Japón presentó un nuevo Libro Blanco de Defensa que coloca a la industria militar, la investigación y el desarrollo tecnológico como componentes de su estrategia de crecimiento económico. El documento refleja un cambio relevante para un país cuya actividad militar permaneció limitada durante décadas después de la Segunda Guerra Mundial.
La evaluación, de 598 páginas, es la primera elaborada bajo la administración de la primera ministra Sanae Takaichi. El texto sostiene que fortalecer la base industrial y tecnológica de defensa puede generar innovación, atraer empresas emergentes y mejorar la capacidad nacional frente a un entorno de seguridad cada vez más complejo en Asia.
Defensa, inversión e innovación tecnológica
El gobierno japonés pretende ampliar la participación de compañías privadas y start-ups en proyectos relacionados con defensa. La investigación en inteligencia artificial, drones, ciberseguridad y sistemas no tripulados ocupa un lugar central, debido al papel que estas tecnologías han adquirido en conflictos recientes y en la protección de infraestructura crítica.
La estrategia también busca que la inversión militar tenga efectos en cadenas productivas civiles. Componentes electrónicos, comunicaciones, materiales avanzados y sistemas de navegación pueden generar desarrollos con aplicaciones más amplias. Sin embargo, el plan abre un debate sobre la dependencia de recursos públicos y sobre la frontera entre innovación civil y producción armamentística.
Exportaciones y cambio de política industrial
Japón ha flexibilizado restricciones que durante años limitaron la venta de equipo militar a categorías no letales, como rescate, transporte, vigilancia, alerta y rastreo de minas. El nuevo enfoque permitirá una participación mayor en el mercado de armamento convencional, aunque cada operación seguirá sujeta a normas y decisiones políticas.
La apertura puede ayudar a las empresas japonesas a producir a mayor escala y repartir los costos de desarrollo. También aumenta la responsabilidad sobre el destino y el uso final de los equipos exportados. Organizaciones pacifistas y sectores de oposición advierten que el cambio se aleja del perfil defensivo que Japón construyó durante la posguerra.

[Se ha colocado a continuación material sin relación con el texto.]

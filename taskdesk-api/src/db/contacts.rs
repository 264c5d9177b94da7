//! Contact database operations

use sqlx::sqlite::SqliteRow;
use sqlx::{QueryBuilder, Row, Sqlite, SqlitePool};
use taskdesk_common::db::{Contact, ContactDetail, ContactSummary, Membership, ProjectSummary};
use taskdesk_common::time::{now, to_db};
use taskdesk_common::{uuid_utils, Result};
use tracing::info;
use uuid::Uuid;

use super::{enum_col, like_pattern, uuid_col};
use crate::pagination::PageRequest;

pub(crate) const CONTACT_COLUMNS: &str =
    "id, first_name, last_name, email, phone, company, notes, created_at, updated_at";

/// Validated input for a new contact
#[derive(Debug, Clone)]
pub struct NewContact {
    pub first_name: String,
    pub last_name: String,
    pub email: String,
    pub phone: Option<String>,
    pub company: Option<String>,
    pub notes: Option<String>,
}

/// Partial update; `None` leaves the column unchanged
#[derive(Debug, Clone, Default)]
pub struct ContactChanges {
    pub first_name: Option<String>,
    pub last_name: Option<String>,
    pub email: Option<String>,
    pub phone: Option<Option<String>>,
    pub company: Option<Option<String>>,
    pub notes: Option<Option<String>>,
}

/// List filters
#[derive(Debug, Clone, Default)]
pub struct ContactFilter {
    /// Substring of first name, last name, email or company
    pub search: Option<String>,
    /// Exact company (case-insensitive)
    pub company: Option<String>,
}

pub(crate) fn contact_from_row(row: &SqliteRow) -> Result<Contact> {
    Ok(Contact {
        id: uuid_col(row, "id")?,
        first_name: row.try_get("first_name")?,
        last_name: row.try_get("last_name")?,
        email: row.try_get("email")?,
        phone: row.try_get("phone")?,
        company: row.try_get("company")?,
        notes: row.try_get("notes")?,
        created_at: row.try_get("created_at")?,
        updated_at: row.try_get("updated_at")?,
    })
}

fn push_filters(qb: &mut QueryBuilder<'_, Sqlite>, filter: &ContactFilter) {
    qb.push(" WHERE 1 = 1");

    if let Some(search) = &filter.search {
        let pattern = like_pattern(search);
        qb.push(" AND (first_name LIKE ")
            .push_bind(pattern.clone())
            .push(" ESCAPE '\\' OR last_name LIKE ")
            .push_bind(pattern.clone())
            .push(" ESCAPE '\\' OR email LIKE ")
            .push_bind(pattern.clone())
            .push(" ESCAPE '\\' OR company LIKE ")
            .push_bind(pattern)
            .push(" ESCAPE '\\')");
    }

    if let Some(company) = &filter.company {
        qb.push(" AND company = ")
            .push_bind(company.clone())
            .push(" COLLATE NOCASE");
    }
}

/// List contacts ordered by last name, first name
///
/// Returns the requested page and the total number of matches.
pub async fn list_contacts(
    pool: &SqlitePool,
    filter: &ContactFilter,
    page: PageRequest,
) -> Result<(Vec<Contact>, i64)> {
    let mut count = QueryBuilder::<Sqlite>::new("SELECT COUNT(*) FROM contacts");
    push_filters(&mut count, filter);
    let total: i64 = count.build_query_scalar().fetch_one(pool).await?;

    let mut select = QueryBuilder::<Sqlite>::new(format!("SELECT {} FROM contacts", CONTACT_COLUMNS));
    push_filters(&mut select, filter);
    select
        .push(" ORDER BY last_name COLLATE NOCASE, first_name COLLATE NOCASE, id LIMIT ")
        .push_bind(page.limit)
        .push(" OFFSET ")
        .push_bind(page.offset());

    let rows = select.build().fetch_all(pool).await?;
    let contacts = rows.iter().map(contact_from_row).collect::<Result<Vec<_>>>()?;

    Ok((contacts, total))
}

pub async fn get_contact(pool: &SqlitePool, id: Uuid) -> Result<Option<Contact>> {
    let row = sqlx::query(&format!("SELECT {} FROM contacts WHERE id = ?", CONTACT_COLUMNS))
        .bind(id.to_string())
        .fetch_optional(pool)
        .await?;

    row.as_ref().map(contact_from_row).transpose()
}

/// Contact with assigned tasks and project memberships
pub async fn get_contact_detail(pool: &SqlitePool, id: Uuid) -> Result<Option<ContactDetail>> {
    let Some(contact) = get_contact(pool, id).await? else {
        return Ok(None);
    };

    let assigned_tasks = super::tasks::tasks_for_assignee(pool, id).await?;

    let rows = sqlx::query(
        r#"
        SELECT p.id, p.name, p.status, m.role, m.joined_at
        FROM project_members m
        JOIN projects p ON p.id = m.project_id
        WHERE m.contact_id = ?
        ORDER BY p.name COLLATE NOCASE
        "#,
    )
    .bind(id.to_string())
    .fetch_all(pool)
    .await?;

    let projects = rows
        .iter()
        .map(|row| {
            Ok(Membership {
                project: ProjectSummary {
                    id: uuid_col(row, "id")?,
                    name: row.try_get("name")?,
                    status: enum_col(row, "status")?,
                },
                role: row.try_get("role")?,
                joined_at: row.try_get("joined_at")?,
            })
        })
        .collect::<Result<Vec<_>>>()?;

    Ok(Some(ContactDetail {
        contact,
        assigned_tasks,
        projects,
    }))
}

pub(crate) async fn contact_summary(pool: &SqlitePool, id: Uuid) -> Result<Option<ContactSummary>> {
    let row = sqlx::query("SELECT id, first_name, last_name, email FROM contacts WHERE id = ?")
        .bind(id.to_string())
        .fetch_optional(pool)
        .await?;

    row.map(|row| {
        Ok(ContactSummary {
            id: uuid_col(&row, "id")?,
            first_name: row.try_get("first_name")?,
            last_name: row.try_get("last_name")?,
            email: row.try_get("email")?,
        })
    })
    .transpose()
}

pub async fn create_contact(pool: &SqlitePool, input: NewContact) -> Result<Contact> {
    let id = uuid_utils::generate();
    let timestamp = to_db(&now());

    let row = sqlx::query(&format!(
        r#"
        INSERT INTO contacts (id, first_name, last_name, email, phone, company, notes, created_at, updated_at)
        VALUES (?, ?, ?, ?, ?, ?, ?, ?, ?)
        RETURNING {}
        "#,
        CONTACT_COLUMNS
    ))
    .bind(id.to_string())
    .bind(&input.first_name)
    .bind(&input.last_name)
    .bind(&input.email)
    .bind(&input.phone)
    .bind(&input.company)
    .bind(&input.notes)
    .bind(&timestamp)
    .bind(&timestamp)
    .fetch_one(pool)
    .await?;

    info!("Created contact {} <{}>", id, input.email);
    contact_from_row(&row)
}

/// Apply a partial update; `Ok(None)` when the contact does not exist
pub async fn update_contact(
    pool: &SqlitePool,
    id: Uuid,
    changes: ContactChanges,
) -> Result<Option<Contact>> {
    let mut qb = QueryBuilder::<Sqlite>::new("UPDATE contacts SET updated_at = ");
    qb.push_bind(to_db(&now()));

    if let Some(first_name) = changes.first_name {
        qb.push(", first_name = ").push_bind(first_name);
    }
    if let Some(last_name) = changes.last_name {
        qb.push(", last_name = ").push_bind(last_name);
    }
    if let Some(email) = changes.email {
        qb.push(", email = ").push_bind(email);
    }
    if let Some(phone) = changes.phone {
        qb.push(", phone = ").push_bind(phone);
    }
    if let Some(company) = changes.company {
        qb.push(", company = ").push_bind(company);
    }
    if let Some(notes) = changes.notes {
        qb.push(", notes = ").push_bind(notes);
    }

    qb.push(" WHERE id = ")
        .push_bind(id.to_string())
        .push(format!(" RETURNING {}", CONTACT_COLUMNS));

    let row = qb.build().fetch_optional(pool).await?;
    if row.is_some() {
        info!("Updated contact {}", id);
    }
    row.as_ref().map(contact_from_row).transpose()
}

/// Delete a contact, returning the removed record
///
/// Memberships go with it; assigned tasks and owned projects are detached.
pub async fn delete_contact(pool: &SqlitePool, id: Uuid) -> Result<Option<Contact>> {
    let row = sqlx::query(&format!(
        "DELETE FROM contacts WHERE id = ? RETURNING {}",
        CONTACT_COLUMNS
    ))
    .bind(id.to_string())
    .fetch_optional(pool)
    .await?;

    if row.is_some() {
        info!("Deleted contact {}", id);
    }
    row.as_ref().map(contact_from_row).transpose()
}
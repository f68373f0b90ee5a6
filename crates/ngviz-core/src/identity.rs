//! Stable identifiers, display names and framework classification for
//! symbols and provider tokens.
//!
//! Every operation here is total: partial input yields a degenerate id,
//! `None`, or [`Membership::Unknown`], never an error.

use std::borrow::Cow;
use std::fmt;

use globset::GlobMatcher;
use regex::Regex;
use serde_json::Value;

use crate::error::ConfigError;
use crate::model::{Node, SymbolKind, SymbolType};
use crate::symbols::{ProviderMeta, Subject, SymbolLike};

/// Path segment identifying files of the vendored Angular packages.
pub const ANGULAR_PATH_SEGMENT: &str = "node_modules/@angular";

/// Qualified identifier of a symbol: `<filePath>#<name>`.
///
/// Empty fields are not rejected; `{name: "Foo", filePath: ""}` yields `"#Foo"`.
pub fn symbol_id<S: SymbolLike + ?Sized>(symbol: &S) -> String {
    format!("{}#{}", symbol.file_path(), symbol.name())
}

/// What a provider token resolved to.
#[derive(Debug, Clone, PartialEq)]
pub enum ProviderKey<'a> {
    /// The token's literal value, returned as-is.
    Literal(&'a Value),
    /// A qualified symbol id or a bare symbol name.
    Reference(Cow<'a, str>),
}

impl ProviderKey<'_> {
    /// Render as a graph node key. String literals are used raw, other
    /// literals as compact JSON.
    pub fn to_node_key(&self) -> String {
        match self {
            ProviderKey::Literal(Value::String(s)) => s.clone(),
            ProviderKey::Literal(other) => other.to_string(),
            ProviderKey::Reference(s) => s.to_string(),
        }
    }

    pub fn is_literal(&self) -> bool {
        matches!(self, ProviderKey::Literal(_))
    }
}

impl fmt::Display for ProviderKey<'_> {
    fn fmt(&self, f: &mut fmt::Formatter<'_>) -> fmt::Result {
        f.write_str(&self.to_node_key())
    }
}

/// Unique id of a provider's token.
///
/// A truthy literal wins, then the referenced symbol's qualified id.
/// Returns `None` when the token carries neither.
pub fn provider_id(provider: &ProviderMeta) -> Option<ProviderKey<'_>> {
    let token = provider.token.as_ref()?;
    if let Some(value) = token.truthy_value() {
        return Some(ProviderKey::Literal(value));
    }
    match token.referenced_symbol() {
        Some(symbol) => Some(ProviderKey::Reference(Cow::Owned(symbol_id(symbol)))),
        None => {
            tracing::debug!("provider token has neither a literal nor an identifier");
            None
        }
    }
}

/// Display name of a provider's token. Same precedence as [`provider_id`],
/// but a referenced symbol yields its bare name.
pub fn provider_name(provider: &ProviderMeta) -> Option<ProviderKey<'_>> {
    let token = provider.token.as_ref()?;
    if let Some(value) = token.truthy_value() {
        return Some(ProviderKey::Literal(value));
    }
    token
        .referenced_symbol()
        .map(|symbol| ProviderKey::Reference(Cow::Borrowed(symbol.name.as_str())))
}

/// Three-valued answer to "is this part of the framework?".
#[derive(Debug, Clone, Copy, PartialEq, Eq, Hash)]
pub enum Membership {
    Confirmed,
    Denied,
    /// Not enough information to tell.
    Unknown,
}

impl Membership {
    pub fn from_bool(value: bool) -> Self {
        if value {
            Membership::Confirmed
        } else {
            Membership::Denied
        }
    }

    pub fn is_confirmed(self) -> bool {
        self == Membership::Confirmed
    }

    pub fn is_unknown(self) -> bool {
        self == Membership::Unknown
    }

    pub fn as_option(self) -> Option<bool> {
        match self {
            Membership::Confirmed => Some(true),
            Membership::Denied => Some(false),
            Membership::Unknown => None,
        }
    }

    /// Collapse to a boolean, using `if_unknown` for [`Membership::Unknown`].
    pub fn decide(self, if_unknown: bool) -> bool {
        self.as_option().unwrap_or(if_unknown)
    }
}

/// Predicate deciding whether a file path belongs to the framework.
pub trait PathMatcher {
    fn is_match(&self, path: &str) -> bool;
}

/// Matches paths containing a fixed segment.
#[derive(Debug, Clone, PartialEq, Eq)]
pub struct PathSegment(Cow<'static, str>);

impl PathSegment {
    pub fn new(segment: impl Into<Cow<'static, str>>) -> Self {
        PathSegment(segment.into())
    }

    pub fn as_str(&self) -> &str {
        &self.0
    }
}

impl PathMatcher for PathSegment {
    fn is_match(&self, path: &str) -> bool {
        path.contains(self.0.as_ref())
    }
}

impl PathMatcher for Regex {
    fn is_match(&self, path: &str) -> bool {
        Regex::is_match(self, path)
    }
}

impl PathMatcher for GlobMatcher {
    fn is_match(&self, path: &str) -> bool {
        GlobMatcher::is_match(self, path)
    }
}

/// Adapts a closure into a [`PathMatcher`].
#[derive(Clone)]
pub struct MatchFn<F>(pub F);

impl<F: Fn(&str) -> bool> PathMatcher for MatchFn<F> {
    fn is_match(&self, path: &str) -> bool {
        (self.0)(path)
    }
}

impl<M: PathMatcher + ?Sized> PathMatcher for Box<M> {
    fn is_match(&self, path: &str) -> bool {
        (**self).is_match(path)
    }
}

/// Classifies symbols and providers against an injected path matcher and
/// turns them into graph nodes.
#[derive(Debug, Clone)]
pub struct IdentityResolver<M = PathSegment> {
    matcher: M,
}

impl IdentityResolver<PathSegment> {
    /// Resolver recognising `node_modules/@angular` paths.
    pub fn angular() -> Self {
        IdentityResolver::new(PathSegment::new(ANGULAR_PATH_SEGMENT))
    }
}

impl Default for IdentityResolver<PathSegment> {
    fn default() -> Self {
        Self::angular()
    }
}

impl IdentityResolver<Regex> {
    /// Resolver whose framework check is an unanchored regex search.
    pub fn from_pattern(pattern: &str) -> Result<Self, ConfigError> {
        let regex = Regex::new(pattern).map_err(|source| ConfigError::Pattern {
            pattern: pattern.to_string(),
            source,
        })?;
        Ok(IdentityResolver::new(regex))
    }
}

impl<M: PathMatcher> IdentityResolver<M> {
    pub fn new(matcher: M) -> Self {
        IdentityResolver { matcher }
    }

    pub fn matcher(&self) -> &M {
        &self.matcher
    }

    pub fn classify(&self, subject: Subject<'_>) -> Membership {
        match subject {
            Subject::Symbol(symbol) => self.classify_symbol(symbol),
            Subject::Provider(provider) => self.classify_provider(provider),
        }
    }

    /// A bare symbol is framework-internal iff its path matches.
    pub fn classify_symbol<S: SymbolLike + ?Sized>(&self, symbol: &S) -> Membership {
        Membership::from_bool(self.matcher.is_match(symbol.file_path()))
    }

    /// Missing wrappers and truthy literal tokens are [`Membership::Denied`]:
    /// the framework registers none of its providers under literal tokens.
    /// A token with neither literal nor identifier is [`Membership::Unknown`].
    pub fn classify_provider(&self, provider: Option<&ProviderMeta>) -> Membership {
        let Some(token) = provider.and_then(|p| p.token.as_ref()) else {
            return Membership::Denied;
        };
        if token.truthy_value().is_some() {
            return Membership::Denied;
        }
        match token.referenced_symbol() {
            Some(symbol) => self.classify_symbol(symbol),
            None => {
                tracing::debug!("cannot classify provider token without literal or identifier");
                Membership::Unknown
            }
        }
    }

    /// Node keyed by the symbol id and labelled with its name.
    pub fn symbol_node<T, S: SymbolLike + ?Sized>(&self, symbol: &S, kind: SymbolKind) -> Node<T> {
        let angular = self.classify_symbol(symbol).is_confirmed();
        Node::new(symbol_id(symbol), symbol.name()).with_type(SymbolType::new(angular, kind))
    }

    /// Provider node, or `None` when the token cannot be identified.
    /// An undecidable classification is drawn as application code.
    pub fn provider_node<T>(&self, provider: &ProviderMeta) -> Option<Node<T>> {
        let id = provider_id(provider)?.to_node_key();
        let label = provider_name(provider)?.to_node_key();
        let angular = self.classify_provider(Some(provider)).decide(false);
        Some(Node::new(id, label).with_type(SymbolType::new(angular, SymbolKind::Provider)))
    }
}
//! Visualization options and their on-disk formats

use std::path::Path;

use regex::Regex;
use serde::{Deserialize, Serialize};

use crate::error::ConfigError;
use crate::identity::{ANGULAR_PATH_SEGMENT, IdentityResolver};
use crate::model::Themes;

/// User options for the renderer and the framework check.
///
/// Loaded from JSON, TOML or YAML; missing keys fall back to [`Config::default`].
#[derive(Debug, Clone, PartialEq, Serialize, Deserialize)]
#[serde(rename_all = "camelCase", default)]
pub struct Config {
    /// Draw library (node_modules) symbols.
    pub show_libs: bool,
    /// Draw module nodes.
    pub show_modules: bool,
    /// Name of the active theme.
    pub theme: String,
    pub themes: Themes,
    /// Regex matched against file paths to detect framework symbols.
    pub framework_pattern: String,
}

impl Default for Config {
    fn default() -> Self {
        Config {
            show_libs: false,
            show_modules: true,
            theme: "Light".to_string(),
            themes: Themes::new(),
            framework_pattern: ANGULAR_PATH_SEGMENT.to_string(),
        }
    }
}

impl Config {
    pub fn from_json_str(contents: &str) -> Result<Self, ConfigError> {
        Ok(serde_json::from_str(contents)?)
    }

    pub fn from_toml_str(contents: &str) -> Result<Self, ConfigError> {
        Ok(toml::from_str(contents)?)
    }

    pub fn from_yaml_str(contents: &str) -> Result<Self, ConfigError> {
        Ok(serde_yaml::from_str(contents)?)
    }

    /// Load a config file, choosing the parser from its extension.
    pub fn load(path: &Path) -> Result<Self, ConfigError> {
        let parse: fn(&str) -> Result<Self, ConfigError> =
            match path.extension().and_then(|e| e.to_str()) {
                Some("json") => Self::from_json_str,
                Some("toml") => Self::from_toml_str,
                Some("yml") | Some("yaml") => Self::from_yaml_str,
                _ => return Err(ConfigError::UnsupportedFormat(path.to_path_buf())),
            };

        let contents = std::fs::read_to_string(path).map_err(|source| ConfigError::Io {
            path: path.to_path_buf(),
            source,
        })?;
        let config = parse(&contents)?;
        tracing::debug!("loaded config from {}", path.display());
        Ok(config)
    }

    /// Like [`Config::load`], but a missing or broken file yields the defaults.
    pub fn load_or_default(path: &Path) -> Self {
        if !path.exists() {
            return Self::default();
        }
        match Self::load(path) {
            Ok(config) => config,
            Err(err) => {
                tracing::warn!("{err}. Using defaults.");
                Self::default()
            }
        }
    }

    /// Resolver using [`Config::framework_pattern`].
    pub fn resolver(&self) -> Result<IdentityResolver<Regex>, ConfigError> {
        IdentityResolver::from_pattern(&self.framework_pattern)
    }
}
//! Symbol and provider shapes handed over by the analysis layer

use serde::{Deserialize, Serialize};
use serde_json::Value;

/// Minimum shape of a static symbol: a name declared in a source file.
pub trait SymbolLike {
    fn name(&self) -> &str;
    fn file_path(&self) -> &str;
}

impl<S: SymbolLike + ?Sized> SymbolLike for &S {
    fn name(&self) -> &str {
        (**self).name()
    }

    fn file_path(&self) -> &str {
        (**self).file_path()
    }
}

/// A symbol reference as produced by the compiler layer.
#[derive(Debug, Clone, PartialEq, Eq, Hash, Serialize, Deserialize)]
#[serde(rename_all = "camelCase")]
pub struct SymbolRef {
    pub name: String,
    pub file_path: String,
}

impl SymbolRef {
    pub fn new(name: impl Into<String>, file_path: impl Into<String>) -> Self {
        SymbolRef {
            name: name.into(),
            file_path: file_path.into(),
        }
    }
}

impl SymbolLike for SymbolRef {
    fn name(&self) -> &str {
        &self.name
    }

    fn file_path(&self) -> &str {
        &self.file_path
    }
}

#[derive(Debug, Clone, PartialEq, Eq, Serialize, Deserialize)]
pub struct TokenIdentifier {
    pub reference: SymbolRef,
}

/// The key a provider is registered under: a literal value, a symbol, or neither.
#[derive(Debug, Clone, PartialEq, Default, Serialize, Deserialize)]
pub struct ProviderToken {
    #[serde(default, skip_serializing_if = "Option::is_none")]
    pub value: Option<Value>,
    #[serde(default, skip_serializing_if = "Option::is_none")]
    pub identifier: Option<TokenIdentifier>,
}

impl ProviderToken {
    pub fn literal(value: impl Into<Value>) -> Self {
        ProviderToken {
            value: Some(value.into()),
            identifier: None,
        }
    }

    pub fn reference(symbol: SymbolRef) -> Self {
        ProviderToken {
            value: None,
            identifier: Some(TokenIdentifier { reference: symbol }),
        }
    }

    /// The literal value, if it is truthy.
    ///
    /// Falsy literals (`0`, `""`, `false`, `null`) are treated as if no
    /// literal were present, so they fall through to the identifier.
    pub fn truthy_value(&self) -> Option<&Value> {
        self.value.as_ref().filter(|v| is_truthy(v))
    }

    pub fn referenced_symbol(&self) -> Option<&SymbolRef> {
        self.identifier.as_ref().map(|id| &id.reference)
    }
}

/// A dependency-injection binding. `token` may be absent in malformed metadata.
#[derive(Debug, Clone, PartialEq, Default, Serialize, Deserialize)]
pub struct ProviderMeta {
    #[serde(default, skip_serializing_if = "Option::is_none")]
    pub token: Option<ProviderToken>,
}

impl ProviderMeta {
    pub fn new(token: ProviderToken) -> Self {
        ProviderMeta { token: Some(token) }
    }
}

/// Input to framework classification: either a bare symbol or a provider
/// wrapper (`None` when the wrapper itself is missing).
#[derive(Debug, Clone, Copy, PartialEq)]
pub enum Subject<'a> {
    Symbol(&'a SymbolRef),
    Provider(Option<&'a ProviderMeta>),
}

impl<'a> From<&'a SymbolRef> for Subject<'a> {
    fn from(symbol: &'a SymbolRef) -> Self {
        Subject::Symbol(symbol)
    }
}

impl<'a> From<&'a ProviderMeta> for Subject<'a> {
    fn from(provider: &'a ProviderMeta) -> Self {
        Subject::Provider(Some(provider))
    }
}

/// JavaScript-style truthiness of a JSON literal.
pub fn is_truthy(value: &Value) -> bool {
    match value {
        Value::Null => false,
        Value::Bool(b) => *b,
        Value::Number(n) => n.as_f64().is_some_and(|f| f != 0.0 && !f.is_nan()),
        Value::String(s) => !s.is_empty(),
        Value::Array(_) | Value::Object(_) => true,
    }
}
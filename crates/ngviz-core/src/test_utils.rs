//! Test utilities for ngviz

use crate::symbols::{ProviderMeta, ProviderToken, SymbolRef};
use serde_json::Value;
use std::fs;
use std::path::PathBuf;
use tempfile::TempDir;

pub const HTTP_CLIENT_PATH: &str = "/node_modules/@angular/common/http.d.ts";

pub fn symbol(name: &str, file_path: &str) -> SymbolRef {
    SymbolRef::new(name, file_path)
}

/// `HttpClient` as declared by @angular/common.
pub fn http_client() -> SymbolRef {
    symbol("HttpClient", HTTP_CLIENT_PATH)
}

pub fn literal_provider(value: impl Into<Value>) -> ProviderMeta {
    ProviderMeta::new(ProviderToken::literal(value))
}

pub fn reference_provider(name: &str, file_path: &str) -> ProviderMeta {
    ProviderMeta::new(ProviderToken::reference(symbol(name, file_path)))
}

/// A provider whose token has neither a literal nor an identifier.
pub fn opaque_provider() -> ProviderMeta {
    ProviderMeta::new(ProviderToken::default())
}

/// A token carrying both a literal and an identifier.
pub fn mixed_provider(value: impl Into<Value>, name: &str, file_path: &str) -> ProviderMeta {
    let mut token = ProviderToken::reference(symbol(name, file_path));
    token.value = Some(value.into());
    ProviderMeta::new(token)
}

/// Create a temporary directory holding the given files.
pub fn create_dir_with_files(files: &[(&str, &str)]) -> TempDir {
    let temp_dir = TempDir::new().unwrap();

    for (path, content) in files {
        let full_path = temp_dir.path().join(path);
        if let Some(parent) = full_path.parent() {
            fs::create_dir_all(parent).unwrap();
        }
        fs::write(&full_path, content).unwrap();
    }

    temp_dir
}

pub fn path_in(dir: &TempDir, name: &str) -> PathBuf {
    dir.path().join(name)
}

#[cfg(test)]
mod tests {
    use super::*;

    #[test]
    fn test_create_dir_with_files() {
        let dir = create_dir_with_files(&[("ngviz.json", "{}"), ("nested/ngviz.toml", "")]);

        assert!(path_in(&dir, "ngviz.json").exists());
        assert!(path_in(&dir, "nested/ngviz.toml").exists());
    }

    #[test]
    fn test_mixed_provider_has_both_parts() {
        let provider = mixed_provider("TOKEN", "Foo", "/src/foo.ts");
        let token = provider.token.unwrap();

        assert!(token.value.is_some());
        assert!(token.identifier.is_some());
    }
}
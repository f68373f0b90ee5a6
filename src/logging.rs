//! Tracing subscriber setup

use tracing_subscriber::{EnvFilter, layer::SubscriberExt, util::SubscriberInitExt};

/// Install the global subscriber. `RUST_LOG` takes precedence over `verbose`.
pub fn init(verbose: bool) -> anyhow::Result<()> {
    let log_level = if verbose { "debug" } else { "info" };
    let filter = EnvFilter::try_from_default_env()
        .unwrap_or_else(|_| EnvFilter::new(format!("ngviz={log_level},ngviz_core={log_level}")));

    tracing_subscriber::registry()
        .with(filter)
        .with(tracing_subscriber::fmt::layer())
        .try_init()?;

    tracing::debug!("ngviz v{}", env!("CARGO_PKG_VERSION"));
    Ok(())
}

China, Taiwán y la alianza con Estados Unidos
El Libro Blanco identifica la expansión militar de China como el principal desafío estratégico para Japón. Presta especial atención a los ejercicios alrededor de Taiwán, a las capacidades navales y aéreas de Pekín y a las operaciones en el ciberespacio. Tokio sostiene que la estabilidad del estrecho de Taiwán es relevante para su propia seguridad y para el comercio internacional.
China rechazó las conclusiones y acusó a Japón de exagerar amenazas para justificar su rearme. La respuesta muestra el deterioro de una relación marcada por disputas territoriales, memoria histórica y competencia regional. Al mismo tiempo, Japón reafirma su alianza con Estados Unidos como eje de su política de seguridad.
Gasto militar, personal y ciberdefensa
La administración japonesa mantiene la meta de destinar alrededor de 2 por ciento del producto interno bruto a defensa. El plan incluye mejorar salarios y condiciones para atraer personal a las Fuerzas de Autodefensa, que enfrentan dificultades de reclutamiento por el envejecimiento de la población y la competencia con el sector privado.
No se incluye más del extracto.